Tulipomania - Mike Dash [34]
Blond turns to gray
Light-hearted becomes grave
Red lips will turn blue
Beauteous cheeks will be dull
Agile legs become stiff
And nimble feet halt
Plump bodies lean
Fine skin wrinkled
Father Cats, as he was universally known, turned out more than a dozen books filled with this sort of verse, and something like fifty thousand copies of his complete poems found their way into Dutch homes; often a volume of Cats would be the only book in the house apart from a Bible. Many Dutch families regarded him fondly as an honest source of wisdom and saw his verses as a reliable guide to the moral problems of the day. If Jacob the poet thought there was nothing wrong with owning a country retreat, it was difficult to argue that there was.
This fashion for sumptuous country houses led naturally to the planting of many extensive country gardens. Dutch interest in horticulture had begun to flourish in the previous century and still showed no signs of abating. The grounds of Lord Offerbeake’s residence in Allofein, near Leiden (which an English member of Parliament, Sir William Brereton, visited in 1634), contained “spacious gardens and mighty great orchards, and a store of fish-ponds,” as well as twelve different varieties of hedgerow, a maze, long wooded walks, and of course a good number of flower beds. To be sure, Offerbeake’s was one of the grander plots in the United Provinces, but other wealthy men followed his example as best they could. Such gardens were regarded less as places of relaxation than as means of displaying the proprietor’s collection of plants.
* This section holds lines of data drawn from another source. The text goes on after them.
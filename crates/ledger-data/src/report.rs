//! Query dispatch and report rendering.
//!
//! Turns a [`QueryCommand`] into a [`QueryOutput`] and writes it as text or
//! JSON. The full [`LedgerReport`] runs every per-month and per-commodity
//! query once.

use std::io::Write;

use ledger_core::formatting::{format_profit, format_signed_profit};
use ledger_core::settings::QueryCommand;
use ledger_core::{Commodity, Result, MONTH_CATALOG};
use serde::Serialize;

use crate::queries::QueryEngine;

// ── Report types ──────────────────────────────────────────────────────────────

/// Per-month figures.
#[derive(Debug, Clone, PartialEq, Eq, Serialize)]
pub struct MonthReport {
    pub month: &'static str,
    /// Cross-commodity total of the month.
    pub total: i64,
    pub best_commodity: Commodity,
    pub best_commodity_total: i64,
    /// 1-based.
    pub best_day: usize,
    /// 1-based.
    pub best_week: usize,
    pub biggest_swing: i64,
}

/// Per-commodity figures over the whole year.
#[derive(Debug, Clone, PartialEq, Eq, Serialize)]
pub struct CommodityReport {
    pub commodity: Commodity,
    pub year_total: i64,
    pub best_month: &'static str,
    pub loss_streak: usize,
    /// Days with a strictly positive profit.
    pub profitable_days: usize,
}

/// Every month and every commodity, in catalog order.
#[derive(Debug, Clone, PartialEq, Eq, Serialize)]
pub struct LedgerReport {
    pub months: Vec<MonthReport>,
    pub commodities: Vec<CommodityReport>,
}

impl LedgerReport {
    pub fn build(engine: &QueryEngine<'_>) -> Self {
        let months = MONTH_CATALOG
            .into_iter()
            .map(|month| {
                let (best_commodity, best_commodity_total) = engine.best_commodity(month);
                MonthReport {
                    month: month.name(),
                    total: engine.month_total(month),
                    best_commodity,
                    best_commodity_total,
                    best_day: engine.best_day(month).number(),
                    best_week: engine.best_week(month),
                    biggest_swing: engine.biggest_swing(month),
                }
            })
            .collect();

        let commodities = Commodity::ALL
            .into_iter()
            .map(|commodity| CommodityReport {
                commodity,
                year_total: engine.year_total(commodity),
                best_month: engine.best_month(commodity).name(),
                loss_streak: engine.loss_streak(commodity),
                profitable_days: engine.days_above(commodity, 0),
            })
            .collect();

        Self {
            months,
            commodities,
        }
    }

    /// Two aligned tables: months, then commodities.
    pub fn write_text<W: Write>(&self, out: &mut W) -> Result<()> {
        writeln!(
            out,
            "{:<10} {:>12}  {:<22} {:>8} {:>9} {:>10}",
            "Month", "Total", "Best commodity", "Best day", "Best week", "Swing"
        )?;
        for m in &self.months {
            let best = format!(
                "{} ({})",
                m.best_commodity,
                format_signed_profit(m.best_commodity_total)
            );
            writeln!(
                out,
                "{:<10} {:>12}  {:<22} {:>8} {:>9} {:>10}",
                m.month,
                format_profit(m.total),
                best,
                m.best_day,
                m.best_week,
                format_profit(m.biggest_swing),
            )?;
        }

        writeln!(out)?;
        writeln!(
            out,
            "{:<10} {:>12}  {:<10} {:>11} {:>15}",
            "Commodity", "Year total", "Best month", "Loss streak", "Profitable days"
        )?;
        for c in &self.commodities {
            writeln!(
                out,
                "{:<10} {:>12}  {:<10} {:>11} {:>15}",
                c.commodity.name(),
                format_profit(c.year_total),
                c.best_month,
                c.loss_streak,
                c.profitable_days,
            )?;
        }
        Ok(())
    }
}

// ── QueryOutput ───────────────────────────────────────────────────────────────

/// Result of one [`QueryCommand`].
#[derive(Debug, Clone, PartialEq, Eq, Serialize)]
#[serde(untagged)]
pub enum QueryOutput {
    Number(i64),
    Text(String),
    Report(LedgerReport),
}

impl QueryOutput {
    pub fn write_text<W: Write>(&self, out: &mut W) -> Result<()> {
        match self {
            QueryOutput::Number(n) => writeln!(out, "{}", n)?,
            QueryOutput::Text(s) => writeln!(out, "{}", s)?,
            QueryOutput::Report(report) => report.write_text(out)?,
        }
        Ok(())
    }

    pub fn write_json<W: Write>(&self, out: &mut W) -> Result<()> {
        serde_json::to_writer_pretty(&mut *out, self)?;
        writeln!(out)?;
        Ok(())
    }
}

/// Run `command` against `engine`.
///
/// Invalid arguments come back as the query's sentinel, like any other
/// answer.
pub fn run_query(engine: &QueryEngine<'_>, command: &QueryCommand) -> QueryOutput {
    match command {
        QueryCommand::Summary => QueryOutput::Report(LedgerReport::build(engine)),
        QueryCommand::BestCommodity { month } => {
            QueryOutput::Text(engine.most_profitable_commodity_in_month(*month))
        }
        QueryCommand::DayTotal { month, day } => {
            QueryOutput::Number(engine.total_profit_on_day(*month, *day))
        }
        QueryCommand::RangeProfit {
            commodity,
            from,
            to,
        } => QueryOutput::Number(engine.commodity_profit_in_range(commodity, *from, *to)),
        QueryCommand::BestDay { month } => QueryOutput::Number(engine.best_day_of_month(*month)),
        QueryCommand::BestMonth { commodity } => {
            QueryOutput::Text(engine.best_month_for_commodity(commodity))
        }
        QueryCommand::LossStreak { commodity } => {
            QueryOutput::Number(engine.consecutive_loss_days(commodity))
        }
        QueryCommand::DaysAbove {
            commodity,
            threshold,
        } => QueryOutput::Number(engine.days_above_threshold(commodity, *threshold)),
        QueryCommand::Swing { month } => QueryOutput::Number(engine.biggest_daily_swing(*month)),
        QueryCommand::Compare { first, second } => {
            QueryOutput::Text(engine.compare_two_commodities(first, second))
        }
        QueryCommand::BestWeek { month } => {
            QueryOutput::Text(engine.best_week_of_month(*month))
        }
    }
}

// ── Tests ─────────────────────────────────────────────────────────────────────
The tacit approval of moralists such as Father Cats meant that the connoisseurs’ enthusiasm for the tulip, whose beauty was after all one of those minor miracles wrought by God and whose cultivation involved honest toil in the open air (an activity heartily recommended by Cats himself), escaped the censure it might otherwise have attracted from the more Calvinist elements of Dutch society, and the flower quickly became a prominent feature of many of the grandest new residences. One tulip garden that we know something about was planted at a country house called the Moufe-schans, which was celebrated in an epic poem of some sixteen thousand verses published in 1621 by a virulently anti-Spanish minister named Petrus Hondius. The Moufe-schans, which was built on the site of some German entrenchments dug during the Dutch Revolt and whose decidedly unbucolic name actually means “Trenches of the Krauts,” was owned by Johan Serlippens, the burgomaster of Neuzen. Serlippens invited his friend Hondius to stay with him, and in time the clergyman planted an herbal garden in the grounds that included six full beds of tulips, an impressive quantity for the time. Hondius probably had received some of his bulbs from Clusius and others from an apothecary friend, Christiaan Porret of Leiden.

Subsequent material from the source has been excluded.